Previous studies have shown that women experience greater lung function impairment and have a higher risk of developing COPD than men, despite less exposure to smoke. In addition, female smokers, compared with male smokers, experience a more rapid decline in lung function between 45 and 50 years of age. The asthma incidence and hospitalization rate because of asthma are also higher in women than in men. It is believed that female hormones contribute to the greater incidence of asthma in women.

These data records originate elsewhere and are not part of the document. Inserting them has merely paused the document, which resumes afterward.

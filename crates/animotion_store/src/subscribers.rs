//! Change subscriptions
//!
//! Stores notify subscribers synchronously after each mutation. Everything
//! runs on the caller's thread, so callbacks need not be `Send`.

use slotmap::{new_key_type, SlotMap};

new_key_type! {
    pub struct SubscriptionId;
}

/// Registry of change callbacks for a value of type `T`
pub struct Subscribers<T: ?Sized> {
    callbacks: SlotMap<SubscriptionId, Box<dyn Fn(&T)>>,
}

impl<T: ?Sized> Subscribers<T> {
    pub fn new() -> Self {
        Self {
            callbacks: SlotMap::with_key(),
        }
    }

    pub fn subscribe(&mut self, callback: impl Fn(&T) + 'static) -> SubscriptionId {
        self.callbacks.insert(Box::new(callback))
    }

    /// Remove a callback; returns false if it was already gone
    pub fn unsubscribe(&mut self, id: SubscriptionId) -> bool {
        self.callbacks.remove(id).is_some()
    }

    pub fn notify(&self, value: &T) {
        for callback in self.callbacks.values() {
            callback(value);
        }
    }

    pub fn len(&self) -> usize {
        self.callbacks.len()
    }

    pub fn is_empty(&self) -> bool {
        self.callbacks.is_empty()
    }
}

impl<T: ?Sized> Default for Subscribers<T> {
    fn default() -> Self {
        Self::new()
    }
}

#[cfg(test)]
mod tests {
    use super::*;
    use std::cell::RefCell;
    use std::rc::Rc;

    #[test]
    fn notify_reaches_every_subscriber() {
        let seen = Rc::new(RefCell::new(Vec::new()));
        let mut subs: Subscribers<i32> = Subscribers::new();

        let a = seen.clone();
        subs.subscribe(move |v| a.borrow_mut().push(("a", *v)));
        let b = seen.clone();
        subs.subscribe(move |v| b.borrow_mut().push(("b", *v)));

        subs.notify(&7);
        let mut got = seen.borrow().clone();
        got.sort();
        assert_eq!(got, vec![("a", 7), ("b", 7)]);
    }

    #[test]
    fn unsubscribed_callbacks_are_not_called() {
        let count = Rc::new(RefCell::new(0));
        let mut subs: Subscribers<str> = Subscribers::new();

        let c = count.clone();
        let id = subs.subscribe(move |_| *c.borrow_mut() += 1);
        assert!(subs.unsubscribe(id));
        assert!(!subs.unsubscribe(id));

        subs.notify("ignored");
        assert_eq!(*count.borrow(), 0);
        assert!(subs.is_empty());
    }
}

Obesity has been shown to affect the risk of these airway obstructive diseases and can lead to a decline in lung function. The incidence of COPD in people who are obese is significantly higher than in those of normal weight. In addition, women who are obese are more likely to experience asthma than men who are obese.

Until now, little has been known about the effects of obesity on COPD and asthma in women before and after menopause. This new study, based on data collected from more than one million women, aimed to determine the effect of BMI and waist circumference on COPD and asthma development in premenopausal and postmenopausal women.

The researchers concluded that, regardless of menopause status, high BMI and waist circumference were found to significantly increase the risk of COPD and asthma. Moreover, the higher the BMI and waist circumference, the greater the risk. In addition, being underweight was also identified as a risk factor for COPD in postmenopausal women, suggesting that controlling weight and maintaining a healthy body shape are key to helping prevent COPD and asthma in women.

Study results are published in the article “Obesity and abdominal obesity are risk factors for airway obstructive diseases in Korean women: nationwide population-based cohort study.”

“This study highlights yet another detrimental effect of obesity and abdominal adiposity in women and specifically identified that women with a high BMI and/or waist circumference had a greater risk of developing COPD and asthma,” said Dr. Stephanie Faubion, NAMS medical director. “In addition to avoiding tobacco use, maintaining a healthy body weight and composition may help reduce the incidence of COPD and asthma in women.”